Prototipe baju hazmat kemudian dibawa Budhi ke para dokter untuk dicoba, sambil menerima masukan untuk menyempurnakan baju hazmat jahitannya.
"Setelah semua dokter … menyatakan, "oke, [baju] ini sudah aman dan nyaman digunakan" barulah saya mulai memproduksi dalam jumlah banyak untuk disumbangkan kepada para tenaga kesehatan di Yogya," ujarnya.
Untuk pengujian kualitas dan keamanan, Budhi juga sudah mengirimkan baju jahitannya ke Pusat Pencegahan Penyakit Menular dan Balai Besar Tekstil milik Kementerian Perindustrian.
Sudah melibatkan 62 penjahit
Budhi menilai sebenarnya tugas negara untuk memastikan ketersediaan APD, sebagai "alat perang" bagi para tenaga kesehatan ini di seluruh pelosok Indonesia.
Tapi ia memilih untuk membuat baju hazmat dengan keterlibatan komunitas Majelis Mau Jahitin (Mamajahit).
>Dari awalnya yang hanya melibatkan enam orang, kini ada 62 penjahit di Yogyakarta yang terlibat.
Baju hazmat buatan Mamajahit dibagikan gratis kepada tenaga medis, sementara biaya pembuatan baju hazmat Mamajahit sepenuhnya dibiayai dari donasi warga yang menyumbang.

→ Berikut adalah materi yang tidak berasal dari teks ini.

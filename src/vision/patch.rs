//! Square intensity patches with gradients, sampled by bilinear
//! interpolation around a sub-pixel centre.
//!
//! Sample `k` of an `n`-pixel side sits at `c + k - n/2 + 0.5`, so the patch
//! is centred on `c`. An `(n+2)²` grid is sampled so that gradients can be
//! taken by central differences without a second pass over the image.

use nalgebra::Vector2;

use super::image::ImageF32;
use crate::error::OutOfBoundsPatch;

#[derive(Debug, Clone, PartialEq)]
pub struct Patch {
    size: usize,
    /// Intensities, row-major `size * size`.
    pub intensity: Vec<f32>,
    /// ∂I/∂x in level pixels.
    pub grad_x: Vec<f32>,
    /// ∂I/∂y in level pixels.
    pub grad_y: Vec<f32>,
    extended: Vec<f32>,
}

impl Patch {
    /// Zero patch with pre-allocated buffers.
    pub fn new(size: usize) -> Self {
        let n = size * size;
        Self {
            size,
            intensity: vec![0.0; n],
            grad_x: vec![0.0; n],
            grad_y: vec![0.0; n],
            extended: vec![0.0; (size + 2) * (size + 2)],
        }
    }

    #[inline]
    pub fn size(&self) -> usize {
        self.size
    }

    pub fn len(&self) -> usize {
        self.size * self.size
    }

    pub fn is_empty(&self) -> bool {
        self.size == 0
    }

    /// Offset of sample `(i, j)` from the patch centre.
    #[inline]
    pub fn offset(&self, i: usize, j: usize) -> Vector2<f64> {
        let half = self.size as f64 / 2.0;
        Vector2::new(i as f64 - half + 0.5, j as f64 - half + 0.5)
    }

    /// True if a patch of `size` centred at `center` can be sampled from an
    /// image of `width` x `height`, including the gradient border.
    pub fn fits(width: usize, height: usize, center: &Vector2<f64>, size: usize) -> bool {
        let lo = size as f64 / 2.0 + 0.5;
        let hi_x = width as f64 - size as f64 / 2.0 - 1.5;
        let hi_y = height as f64 - size as f64 / 2.0 - 1.5;
        center.x >= lo && center.y >= lo && center.x < hi_x && center.y < hi_y
    }

    pub fn extract(
        image: &ImageF32,
        center: &Vector2<f64>,
        size: usize,
        level: usize,
    ) -> Result<Self, OutOfBoundsPatch> {
        let mut patch = Self::new(size);
        patch.extract_into(image, center, level)?;
        Ok(patch)
    }

    /// Re-sample this patch in place. On failure the contents are untouched.
    pub fn extract_into(
        &mut self,
        image: &ImageF32,
        center: &Vector2<f64>,
        level: usize,
    ) -> Result<(), OutOfBoundsPatch> {
        if !Self::fits(image.width(), image.height(), center, self.size) {
            return Err(OutOfBoundsPatch {
                x: center.x,
                y: center.y,
                level,
                width: image.width(),
                height: image.height(),
            });
        }

        let n = self.size;
        let ext = n + 2;
        let origin = center.map(|v| v - n as f64 / 2.0 - 0.5);
        for j in 0..ext {
            for i in 0..ext {
                self.extended[j * ext + i] =
                    image.bilinear_unchecked(origin.x + i as f64, origin.y + j as f64);
            }
        }

        for j in 0..n {
            for i in 0..n {
                let e = (j + 1) * ext + (i + 1);
                let k = j * n + i;
                self.intensity[k] = self.extended[e];
                self.grad_x[k] = 0.5 * (self.extended[e + 1] - self.extended[e - 1]);
                self.grad_y[k] = 0.5 * (self.extended[e + ext] - self.extended[e - ext]);
            }
        }
        Ok(())
    }

    pub fn mean_intensity(&self) -> f32 {
        if self.intensity.is_empty() {
            return 0.0;
        }
        self.intensity.iter().sum::<f32>() / self.intensity.len() as f32
    }

    pub fn mean_gradient(&self) -> Vector2<f32> {
        if self.intensity.is_empty() {
            return Vector2::zeros();
        }
        let n = self.len() as f32;
        Vector2::new(self.grad_x.iter().sum::<f32>() / n, self.grad_y.iter().sum::<f32>() / n)
    }

    pub fn clear(&mut self) {
        self.intensity.iter_mut().for_each(|v| *v = 0.0);
        self.grad_x.iter_mut().for_each(|v| *v = 0.0);
        self.grad_y.iter_mut().for_each(|v| *v = 0.0);
    }
}
//! State shared between producers, consumers and the estimation thread.
//!
//! The estimation thread is the only writer. Readers get the latest
//! published snapshot by cloning an `Arc` under a read lock, so a snapshot
//! is never observed half-written.

use std::sync::atomic::{AtomicBool, AtomicU64, Ordering};
use std::sync::Arc;

use parking_lot::{Mutex, RwLock};

use super::snapshot::FilterSnapshot;
use crate::error::DivergenceReason;

pub struct SharedState {
    snapshot: RwLock<Arc<FilterSnapshot>>,

    /// Timestamp of the last published snapshot, as `f64` bits.
    committed: AtomicU64,

    /// Set by the estimation thread when the session diverges; cleared by
    /// a reset.
    divergence: Mutex<Option<DivergenceReason>>,

    shutdown_requested: AtomicBool,
}

impl SharedState {
    pub fn new(initial: FilterSnapshot) -> Arc<Self> {
        Arc::new(Self {
            snapshot: RwLock::new(Arc::new(initial)),
            committed: AtomicU64::new(f64::NEG_INFINITY.to_bits()),
            divergence: Mutex::new(None),
            shutdown_requested: AtomicBool::new(false),
        })
    }

    /// Latest published snapshot.
    pub fn snapshot(&self) -> Arc<FilterSnapshot> {
        self.snapshot.read().clone()
    }

    /// Replace the snapshot and advance the committed timestamp.
    pub fn publish(&self, snapshot: FilterSnapshot) {
        let timestamp = snapshot.timestamp;
        *self.snapshot.write() = Arc::new(snapshot);
        self.committed.store(timestamp.to_bits(), Ordering::SeqCst);
    }

    /// Publish a snapshot and rewind the committed timestamp (after a reset).
    pub fn republish(&self, snapshot: FilterSnapshot) {
        *self.snapshot.write() = Arc::new(snapshot);
        self.committed.store(f64::NEG_INFINITY.to_bits(), Ordering::SeqCst);
    }

    pub fn committed_timestamp(&self) -> f64 {
        f64::from_bits(self.committed.load(Ordering::SeqCst))
    }

    pub fn divergence(&self) -> Option<DivergenceReason> {
        self.divergence.lock().clone()
    }

    pub fn set_divergence(&self, reason: Option<DivergenceReason>) {
        *self.divergence.lock() = reason;
    }

    pub fn request_shutdown(&self) {
        self.shutdown_requested.store(true, Ordering::SeqCst);
    }

    pub fn is_shutdown_requested(&self) -> bool {
        self.shutdown_requested.load(Ordering::SeqCst)
    }
}
//! Feature slots: depth parameterization, tracking statistics and the
//! pre-allocated slot arena.
//!
//! The filter mean of a feature (bearing and depth) lives in
//! [`StateMean`](super::state::StateMean); this module holds everything
//! else that belongs to a slot: validity, owning camera, anchor epoch,
//! multi-level patch templates and counters.

use nalgebra::Vector2;
use serde::{Deserialize, Serialize};

use crate::vision::Patch;

/// How the scalar depth parameter maps to metric distance along the bearing.
#[derive(Debug, Clone, Copy, PartialEq, Eq, Serialize, Deserialize)]
#[serde(rename_all = "snake_case")]
pub enum DepthParameterization {
    /// d = p
    Regular,
    /// d = 1 / p
    Inverse,
    /// d = exp(p)
    Log,
}

impl Default for DepthParameterization {
    fn default() -> Self {
        Self::Inverse
    }
}

impl DepthParameterization {
    /// Metric distance for parameter `p`.
    #[inline]
    pub fn distance(&self, p: f64) -> f64 {
        match self {
            Self::Regular => p,
            Self::Inverse => 1.0 / p,
            Self::Log => p.exp(),
        }
    }

    /// ∂distance/∂p
    #[inline]
    pub fn derivative(&self, p: f64) -> f64 {
        match self {
            Self::Regular => 1.0,
            Self::Inverse => -1.0 / (p * p),
            Self::Log => p.exp(),
        }
    }

    /// Parameter for metric distance `d`.
    #[inline]
    pub fn parameter(&self, d: f64) -> f64 {
        match self {
            Self::Regular => d,
            Self::Inverse => 1.0 / d,
            Self::Log => d.ln(),
        }
    }

    /// True if `p` maps to a finite, strictly positive distance.
    #[inline]
    pub fn is_valid(&self, p: f64) -> bool {
        if !p.is_finite() {
            return false;
        }
        match self {
            Self::Regular | Self::Inverse => p > 0.0,
            Self::Log => p.exp().is_finite(),
        }
    }
}

/// Outcome of the last frame for one feature.
#[derive(Debug, Clone, Copy, PartialEq, Eq, Default)]
pub enum TrackStatus {
    /// Not yet seen by an update.
    #[default]
    New,
    /// Used by the accepted update.
    Tracked,
    /// Rejected by the innovation gate.
    Outlier,
    /// Inside the image but no usable patch (border, textureless).
    Unobservable,
    /// Projection failed or fell outside the image.
    OutOfView,
}

/// Per-feature counters.
#[derive(Debug, Clone, Copy, PartialEq, Default)]
pub struct FeatureStatistics {
    /// Images of the owning camera since initialization.
    pub age: usize,
    /// Times used by an accepted update.
    pub observed: usize,
    /// Times rejected by the gate.
    pub outliers: usize,
    /// Frames in a row that were outliers or unobservable.
    pub consecutive_failures: usize,
    pub status: TrackStatus,
}

impl FeatureStatistics {
    /// Fraction of frames in which the feature was used.
    pub fn quality(&self) -> f64 {
        if self.age == 0 {
            1.0
        } else {
            self.observed as f64 / self.age as f64
        }
    }

    /// Record the outcome of one frame.
    pub fn record(&mut self, status: TrackStatus) {
        self.age += 1;
        self.status = status;
        match status {
            TrackStatus::Tracked => {
                self.observed += 1;
                self.consecutive_failures = 0;
            }
            TrackStatus::Outlier => {
                self.outliers += 1;
                self.consecutive_failures += 1;
            }
            TrackStatus::Unobservable | TrackStatus::OutOfView => {
                self.consecutive_failures += 1;
            }
            TrackStatus::New => {}
        }
    }
}

/// Non-mean part of a feature sub-state.
#[derive(Debug, Clone)]
pub struct FeatureSlot {
    pub valid: bool,
    /// Unique track id; never reused.
    pub id: u64,
    pub camera: usize,
    /// Anchor epoch the bearing/depth are expressed in.
    pub anchor_epoch: u64,
    /// One template per pyramid level, captured at initialization.
    pub patches: Vec<Patch>,
    pub stats: FeatureStatistics,
    /// Pixel predicted at the end of the last update.
    pub last_pixel: Option<Vector2<f64>>,
}

impl FeatureSlot {
    fn empty(n_levels: usize, patch_size: usize) -> Self {
        Self {
            valid: false,
            id: 0,
            camera: 0,
            anchor_epoch: 0,
            patches: (0..n_levels).map(|_| Patch::new(patch_size)).collect(),
            stats: FeatureStatistics::default(),
            last_pixel: None,
        }
    }

    /// Invalidate the slot and wipe all per-track data.
    pub fn clear(&mut self) {
        self.valid = false;
        self.id = 0;
        self.camera = 0;
        self.anchor_epoch = 0;
        self.patches.iter_mut().for_each(Patch::clear);
        self.stats = FeatureStatistics::default();
        self.last_pixel = None;
    }
}

/// Fixed-capacity set of feature slots, allocated once.
#[derive(Debug, Clone)]
pub struct FeatureArena {
    slots: Vec<FeatureSlot>,
    next_id: u64,
}

impl FeatureArena {
    pub fn new(capacity: usize, n_levels: usize, patch_size: usize) -> Self {
        Self {
            slots: (0..capacity).map(|_| FeatureSlot::empty(n_levels, patch_size)).collect(),
            next_id: 1,
        }
    }

    pub fn capacity(&self) -> usize {
        self.slots.len()
    }

    pub fn slot(&self, i: usize) -> &FeatureSlot {
        &self.slots[i]
    }

    pub fn slot_mut(&mut self, i: usize) -> &mut FeatureSlot {
        &mut self.slots[i]
    }

    pub fn slots(&self) -> &[FeatureSlot] {
        &self.slots
    }

    pub fn valid_count(&self) -> usize {
        self.slots.iter().filter(|s| s.valid).count()
    }

    /// Indices of valid slots tracked by `camera`.
    pub fn valid_for_camera(&self, camera: usize) -> Vec<usize> {
        self.slots
            .iter()
            .enumerate()
            .filter(|(_, s)| s.valid && s.camera == camera)
            .map(|(i, _)| i)
            .collect()
    }

    pub fn first_free(&self) -> Option<usize> {
        self.slots.iter().position(|s| !s.valid)
    }

    /// Claim slot `i` for a new track: everything is wiped and a fresh id
    /// is assigned. Patches must be filled by the caller.
    pub fn claim(&mut self, i: usize, camera: usize, anchor_epoch: u64) -> u64 {
        let id = self.next_id;
        self.next_id += 1;
        let slot = &mut self.slots[i];
        slot.clear();
        slot.valid = true;
        slot.id = id;
        slot.camera = camera;
        slot.anchor_epoch = anchor_epoch;
        id
    }

    pub fn release(&mut self, i: usize) {
        self.slots[i].clear();
    }

    pub fn clear(&mut self) {
        self.slots.iter_mut().for_each(FeatureSlot::clear);
        self.next_id = 1;
    }
}
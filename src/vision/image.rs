//! Floating-point intensity images.

use image::GrayImage;

/// Row-major single-channel image with intensities in [0, 255].
#[derive(Debug, Clone, PartialEq)]
pub struct ImageF32 {
    width: usize,
    height: usize,
    data: Vec<f32>,
}

impl ImageF32 {
    pub fn new(width: usize, height: usize) -> Self {
        Self { width, height, data: vec![0.0; width * height] }
    }

    pub fn from_fn<F: FnMut(usize, usize) -> f32>(width: usize, height: usize, mut f: F) -> Self {
        let mut image = Self::new(width, height);
        for y in 0..height {
            for x in 0..width {
                image.data[y * width + x] = f(x, y);
            }
        }
        image
    }

    pub fn from_gray(gray: &GrayImage) -> Self {
        let mut image = Self::new(gray.width() as usize, gray.height() as usize);
        image.fill_from_gray(gray);
        image
    }

    /// Copy `gray` into the existing buffer. Dimensions must match.
    pub fn fill_from_gray(&mut self, gray: &GrayImage) {
        debug_assert_eq!(gray.width() as usize, self.width);
        debug_assert_eq!(gray.height() as usize, self.height);
        for (dst, src) in self.data.iter_mut().zip(gray.as_raw().iter()) {
            *dst = *src as f32;
        }
    }

    #[inline]
    pub fn width(&self) -> usize {
        self.width
    }

    #[inline]
    pub fn height(&self) -> usize {
        self.height
    }

    #[inline]
    pub fn get(&self, x: usize, y: usize) -> f32 {
        self.data[y * self.width + x]
    }

    #[inline]
    pub fn set(&mut self, x: usize, y: usize, value: f32) {
        self.data[y * self.width + x] = value;
    }

    /// Bilinear interpolation. The caller guarantees `0 <= x < width - 1`
    /// and `0 <= y < height - 1`.
    #[inline]
    pub fn bilinear_unchecked(&self, x: f64, y: f64) -> f32 {
        let x0 = x.floor();
        let y0 = y.floor();
        let ax = (x - x0) as f32;
        let ay = (y - y0) as f32;
        let idx = y0 as usize * self.width + x0 as usize;
        let i00 = self.data[idx];
        let i10 = self.data[idx + 1];
        let i01 = self.data[idx + self.width];
        let i11 = self.data[idx + self.width + 1];
        (1.0 - ay) * ((1.0 - ax) * i00 + ax * i10) + ay * ((1.0 - ax) * i01 + ax * i11)
    }

    /// Bilinear interpolation, `None` if any of the four neighbours is missing.
    pub fn bilinear(&self, x: f64, y: f64) -> Option<f32> {
        if !(x >= 0.0 && y >= 0.0) {
            return None;
        }
        if x.floor() as usize + 1 >= self.width || y.floor() as usize + 1 >= self.height {
            return None;
        }
        Some(self.bilinear_unchecked(x, y))
    }
}

#[cfg(test)]
mod tests {
    use super::*;
    use approx::assert_relative_eq;

    #[test]
    fn test_from_gray_copies_pixels() {
        let gray = GrayImage::from_fn(4, 3, |x, y| image::Luma([(x + 10 * y) as u8]));
        let img = ImageF32::from_gray(&gray);
        assert_eq!(img.get(3, 2), 23.0);
    }

    #[test]
    fn test_bilinear_on_linear_ramp_is_exact() {
        let img = ImageF32::from_fn(10, 10, |x, y| 2.0 * x as f32 + 3.0 * y as f32);
        assert_relative_eq!(
            img.bilinear(2.25, 4.5).unwrap(),
            2.0 * 2.25 + 3.0 * 4.5,
            epsilon = 1e-5
        );
        assert!(img.bilinear(8.5, 1.0).is_some());
        assert!(img.bilinear(9.0, 1.0).is_none());
        assert!(img.bilinear(-0.1, 1.0).is_none());
    }
}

"Paramedis di Yogya dan sekitarnya [kami minta] mengisi form di google spreadsheet terkait apa kebutuhannya dan di rumah sakit atau puskesmas mana mereka berasal."
"Setelah baju hazmatnya siap, kami distribusikan ke rumah sakit berdasarkan skala prioritas yang mendahulukan rumah sakit rujukan COVID-19," jelas Budhi.
Budhi mengatakan ada pula donatur yang memesan APD buatannya untuk dikirimkan ke rumah sakit lain di luar Yogya.
Harga baju Hazmat yang bisa digunakan berkali-kali adalah Rp125.000, sementara yang sekali pakai Rp60.000, sudah termasuk ongkos menjahit Rp15.000 per baju.